* [EXERCISE]
Copy out every record that follows, word for word.

* [DATA UNDER STUDY]
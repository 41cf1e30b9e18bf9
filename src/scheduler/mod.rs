//! One-shot notification timers.
//!
//! [`TimerScheduler`] owns the in-memory registry of armed timers, keyed by a
//! caller-chosen string id. Re-scheduling under an existing id is defined as
//! cancel-then-rearm, so at most one timer per id is pending at any instant.
//!
//! Timers are memory-resident only: they do not survive a process restart.
//! The persisted registry in [`crate::store`] is the durable side; the
//! service layer's startup reconciliation re-arms timers for records that are
//! still eligible. The two sources of truth meet only in
//! [`crate::services::ReminderService`].

use chrono::{DateTime, Duration as ChronoDuration, Utc};
use parking_lot::RwLock;
use std::collections::HashMap;
use std::sync::atomic::{AtomicU64, Ordering};
use std::sync::Arc;
use std::time::Duration;

use crate::delivery::ShowOptions;
use crate::models::NotificationStatus;

/// What a timer delivers when it fires.
#[derive(Debug, Clone)]
pub struct NotificationRequest {
    pub title: String,
    pub options: ShowOptions,
}

/// Sink invoked when a timer elapses, with the timer id and the payload.
/// Installed once at construction; the composition root decides what firing
/// means (deliver, record, mark fired).
pub type DeliverySink = Arc<dyn Fn(&str, NotificationRequest) + Send + Sync>;

/// Receipt for an armed timer.
#[derive(Debug, Clone, PartialEq, Eq)]
pub struct ScheduledTimer {
    pub id: String,
    /// Wall-clock instant the timer is expected to fire.
    pub scheduled_time: DateTime<Utc>,
}

/// Introspection entry for a pending timer. This reflects the in-memory
/// timer map only, not the persisted registry.
#[derive(Debug, Clone, PartialEq, Eq)]
pub struct ActiveTimer {
    pub id: String,
    pub status: NotificationStatus,
}

struct TimerEntry {
    seq: u64,
    handle: tokio::task::JoinHandle<()>,
    scheduled_time: DateTime<Utc>,
}

/// In-memory registry of armed one-shot timers.
///
/// Construct one instance at the application's composition root and share it;
/// `schedule` must be called within a tokio runtime.
pub struct TimerScheduler {
    sink: DeliverySink,
    timers: Arc<RwLock<HashMap<String, TimerEntry>>>,
    next_seq: AtomicU64,
}

impl TimerScheduler {
    pub fn new(sink: DeliverySink) -> Self {
        Self {
            sink,
            timers: Arc::new(RwLock::new(HashMap::new())),
            next_seq: AtomicU64::new(0),
        }
    }

    /// Arm a one-shot timer that hands `request` to the delivery sink after
    /// `delay`. An existing timer under `id` is silently cancelled and
    /// replaced. Delay clamping is the caller's business; whatever is given
    /// is armed as-is.
    pub fn schedule(
        &self,
        request: NotificationRequest,
        delay: Duration,
        id: &str,
    ) -> ScheduledTimer {
        let seq = self.next_seq.fetch_add(1, Ordering::Relaxed);
        let scheduled_time = Utc::now()
            + ChronoDuration::from_std(delay).unwrap_or_else(|_| ChronoDuration::zero());

        // Insert under the same lock that the fire path takes, so a
        // zero-delay timer cannot observe the map before its own entry is in.
        let mut timers = self.timers.write();

        let task_id = id.to_string();
        let task_timers = Arc::clone(&self.timers);
        let sink = Arc::clone(&self.sink);
        let handle = tokio::spawn(async move {
            tokio::time::sleep(delay).await;
            {
                let mut map = task_timers.write();
                // Purge our own entry so cancel-after-fire is a no-op. A
                // replacement under the same id carries a newer seq and is
                // left alone.
                if map.get(&task_id).map(|e| e.seq) == Some(seq) {
                    map.remove(&task_id);
                }
            }
            log::debug!("notification timer {task_id} fired");
            sink(&task_id, request);
        });

        if let Some(previous) = timers.insert(
            id.to_string(),
            TimerEntry {
                seq,
                handle,
                scheduled_time,
            },
        ) {
            previous.handle.abort();
            log::debug!("replaced pending notification timer {id}");
        } else {
            log::debug!("armed notification timer {id} in {delay:?}");
        }

        ScheduledTimer {
            id: id.to_string(),
            scheduled_time,
        }
    }

    /// Cancel the pending timer under `id`. Returns whether one existed;
    /// calling again (or after the timer fired) is a no-op returning false.
    pub fn cancel(&self, id: &str) -> bool {
        match self.timers.write().remove(id) {
            Some(entry) => {
                entry.handle.abort();
                log::debug!("cancelled notification timer {id}");
                true
            }
            None => false,
        }
    }

    /// Cancel every pending timer. Used for teardown.
    pub fn cancel_all(&self) {
        let drained: Vec<(String, TimerEntry)> = self.timers.write().drain().collect();
        for (id, entry) in drained {
            entry.handle.abort();
            log::debug!("cancelled notification timer {id}");
        }
    }

    /// Pending timers, by id. In-memory state only; callers keep this and
    /// the persisted registry in sync themselves.
    pub fn active(&self) -> Vec<ActiveTimer> {
        self.timers
            .read()
            .keys()
            .map(|id| ActiveTimer {
                id: id.clone(),
                status: NotificationStatus::Scheduled,
            })
            .collect()
    }

    /// Expected fire time of the pending timer under `id`, if any.
    pub fn scheduled_time(&self, id: &str) -> Option<DateTime<Utc>> {
        self.timers.read().get(id).map(|e| e.scheduled_time)
    }

    /// Number of pending timers.
    pub fn len(&self) -> usize {
        self.timers.read().len()
    }

    pub fn is_empty(&self) -> bool {
        self.timers.read().is_empty()
    }
}

impl Drop for TimerScheduler {
    fn drop(&mut self) {
        self.cancel_all();
    }
}
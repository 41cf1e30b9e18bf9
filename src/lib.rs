//! # Trip Reminders
//!
//! Departure-reminder engine for a travel-planning application.
//!
//! This crate schedules "time to leave" notifications ahead of a trip's
//! departure time, keeps a durable registry of scheduled notifications that
//! survives process restarts, deduplicates and expires stale entries, and
//! records delivered notifications in a local inbox. An optional axum REST
//! API exposes the engine to a frontend.
//!
//! ## Architecture
//!
//! The crate is organized into several logical modules:
//!
//! - [`models`]: Notification records, kind presets, fire-time computation
//! - [`store`]: Durable key-value storage, registry, settings and inbox
//! - [`scheduler`]: In-memory one-shot timers keyed by notification id
//! - [`delivery`]: Platform notification surface behind a backend trait
//! - [`services`]: The reminder flow, cleanup passes and reconciliation
//! - [`http`]: Axum-based HTTP server and request handlers
//!
//! ## Two sources of truth
//!
//! A live reminder is a persisted registry record *plus* an armed in-memory
//! timer. Timers do not survive a restart; the service layer's
//! [`services::ReminderService::rearm_pending`] re-arms eligible records at
//! startup, and the expiry pass collects records whose fire time passed while
//! the process was down.

pub mod delivery;
pub mod models;
pub mod scheduler;
pub mod services;
pub mod store;

#[cfg(feature = "http-server")]
pub mod http;
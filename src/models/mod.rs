//! Domain types for the reminder engine: notification records, kind presets,
//! permission states, and the fire-time computation.

pub mod notification;
pub mod timing;

pub use notification::{
    KindPreset, NewScheduledNotification, NotificationKind, NotificationStatus, Permission,
    RouteInfo, ScheduledNotification,
};
pub use timing::{
    calculate, calculate_at, format_fire_time, validate_reminder_settings, ReminderTiming,
    SettingsValidation, IMMEDIATE_FALLBACK_DELAY, MAX_LEAD_MINUTES,
};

* [ANSWER TO THE PROBLEM]
repository 41cf1e30b9e18bf9
filename src/scheduler/mod.rs
//! One-shot notification timers.
//!
//! [`TimerScheduler`] owns the in-memory registry of armed timers, keyed by a
//! caller-chosen string id. Re-scheduling under an existing id is defined as
//! cancel-then-rearm, so at most one timer per id is pending at any instant.
//!
//! Timers are memory-resident only: they do not survive a process restart.
//! The persisted registry in [`crate::store`] is the durable side; the
//! service layer's startup reconciliation re-arms timers for records that are
//! still eligible. The two sources of truth meet only in
//! [`crate::services::ReminderService`].

use chrono::{DateTime, Duration as ChronoDuration, Utc};
use parking_lot::RwLock;
use std::collections::HashMap;
use std::sync::atomic::{AtomicU64, Ordering};
use std::sync::Arc;
use std::time::Duration;

use crate::delivery::ShowOptions;
use crate::models::NotificationStatus;

/// What a timer delivers when it fires.
#[derive(Debug, Clone)]
pub struct NotificationRequest {
    pub title: String,
    pub options: ShowOptions,
}

/// Sink invoked when a timer elapses, with the timer id and the payload.
/// Installed once at construction; the composition root decides what firing
/// means (deliver, record, mark fired).
pub type DeliverySink = Arc<dyn Fn(&str, NotificationRequest) + Send + Sync>;

/// Receipt for an armed timer.
#[derive(Debug, Clone, PartialEq, Eq)]
pub struct ScheduledTimer {
    pub id: String,
    /// Wall-clock instant the timer is expected to fire.
    pub scheduled_time: DateTime<Utc>,
}

/// Introspection entry for a pending timer. This reflects the in-memory
/// timer map only, not the persisted registry.
#[derive(Debug, Clone, PartialEq, Eq)]
pub struct ActiveTimer {
    pub id: String,
    pub status: NotificationStatus,
}

struct TimerEntry {
    seq: u64,
    handle: tokio::task::JoinHandle<()>,
    scheduled_time: DateTime<Utc>,
}

/// In-memory registry of armed one-shot timers.
///
/// Construct one instance at the application's composition root and share it;
/// `schedule` must be called within a tokio runtime.
pub struct TimerScheduler {
    sink: DeliverySink,
    timers: Arc<RwLock<HashMap<String, TimerEntry>>>,
    next_seq: AtomicU64,
}

impl TimerScheduler {
    pub fn new(sink: DeliverySink) -> Self {
        Self {
            sink,
            timers: Arc::new(RwLock::new(HashMap::new())),
            next_seq: AtomicU64::new(0),
        }
    }

    /// Arm a one-shot timer that hands `request` to the delivery sink after
    /// `delay`. An existing timer under `id` is silently cancelled and
    /// replaced. Delay clamping is the caller's business; whatever is given
    /// is armed as-is.
    pub fn schedule(
        &self,
        request: NotificationRequest,
        delay: Duration,
        id: &str,
    ) -> ScheduledTimer {
        let seq = self.next_seq.fetch_add(1, Ordering::Relaxed);
        let scheduled_time = Utc::now()
            + ChronoDuration::from_std(delay).unwrap_or_else(|_| ChronoDuration::zero());

        // Insert under the same lock that the fire path takes, so a
        // zero-delay timer cannot observe the map before its own entry is in.
        let mut timers = self.timers.write();

        let task_id = id.to_string();
        let task_timers = Arc::clone(&self.timers);
        let sink = Arc::clone(&self.sink);
        let handle = tokio::spawn(async move {
            tokio::time::sleep(delay).await;
            {
                let mut map = task_timers.write();
                // Purge our own entry so cancel-after-fire is a no-op. A
                // replacement under the same id carries a newer seq and is
                // left alone.
                if map.get(&task_id).map(|e| e.seq) == Some(seq) {
                    map.remove(&task_id);
                }
            }
            log::debug!("notification timer {task_id} fired");
            sink(&task_id, request);
        });

        if let Some(previous) = timers.insert(
            id.to_string(),
            TimerEntry {
                seq,
                handle,
                scheduled_time,
            },
        ) {
            previous.handle.abort();
            log::debug!("replaced pending notification timer {id}");
        } else {
            log::debug!("armed notification timer {id} in {delay:?}");
        }

        ScheduledTimer {
            id: id.to_string(),
            scheduled_time,
        }
    }

    /// Cancel the pending timer under `id`. Returns whether one existed;
    /// calling again (or after the timer fired) is a no-op returning false.
    pub fn cancel(&self, id: &str) -> bool {
        match self.timers.write().remove(id) {
            Some(entry) => {
                entry.handle.abort();
                log::debug!("cancelled notification timer {id}");
                true
            }
            None => false,
        }
    }

    /// Cancel every pending timer. Used for teardown.
    pub fn cancel_all(&self) {
        let drained: Vec<(String, TimerEntry)> = self.timers.write().drain().collect();
        for (id, entry) in drained {
            entry.handle.abort();
            log::debug!("cancelled notification timer {id}");
        }
    }

    /// Pending timers, by id. In-memory state only; callers keep this and
    /// the persisted registry in sync themselves.
    pub fn active(&self) -> Vec<ActiveTimer> {
        self.timers
            .read()
            .keys()
            .map(|id| ActiveTimer {
                id: id.clone(),
                status: NotificationStatus::Scheduled,
            })
            .collect()
    }

    /// Expected fire time of the pending timer under `id`, if any.
    pub fn scheduled_time(&self, id: &str) -> Option<DateTime<Utc>> {
        self.timers.read().get(id).map(|e| e.scheduled_time)
    }

    /// Number of pending timers.
    pub fn len(&self) -> usize {
        self.timers.read().len()
    }

    pub fn is_empty(&self) -> bool {
        self.timers.read().is_empty()
    }
}

impl Drop for TimerScheduler {
    fn drop(&mut self) {
        self.cancel_all();
    }
}
repository 41cf1e30b9e18bf9
filename src/lib.rs
//! # Trip Reminders
//!
//! Departure-reminder engine for a travel-planning application.
//!
//! This crate schedules "time to leave" notifications ahead of a trip's
//! departure time, keeps a durable registry of scheduled notifications that
//! survives process restarts, deduplicates and expires stale entries, and
//! records delivered notifications in a local inbox. An optional axum REST
//! API exposes the engine to a frontend.
//!
//! ## Architecture
//!
//! The crate is organized into several logical modules:
//!
//! - [`models`]: Notification records, kind presets, fire-time computation
//! - [`store`]: Durable key-value storage, registry, settings and inbox
//! - [`scheduler`]: In-memory one-shot timers keyed by notification id
//! - [`delivery`]: Platform notification surface behind a backend trait
//! - [`services`]: The reminder flow, cleanup passes and reconciliation
//! - [`http`]: Axum-based HTTP server and request handlers
//!
//! ## Two sources of truth
//!
//! A live reminder is a persisted registry record *plus* an armed in-memory
//! timer. Timers do not survive a restart; the service layer's
//! [`services::ReminderService::rearm_pending`] re-arms eligible records at
//! startup, and the expiry pass collects records whose fire time passed while
//! the process was down.

pub mod delivery;
pub mod models;
pub mod scheduler;
pub mod services;
pub mod store;

#[cfg(feature = "http-server")]
pub mod http;
filename src/models/mod.rs
//! Domain types for the reminder engine: notification records, kind presets,
//! permission states, and the fire-time computation.

pub mod notification;
pub mod timing;

pub use notification::{
    KindPreset, NewScheduledNotification, NotificationKind, NotificationStatus, Permission,
    RouteInfo, ScheduledNotification,
};
pub use timing::{
    calculate, calculate_at, format_fire_time, validate_reminder_settings, ReminderTiming,
    SettingsValidation, IMMEDIATE_FALLBACK_DELAY, MAX_LEAD_MINUTES,
};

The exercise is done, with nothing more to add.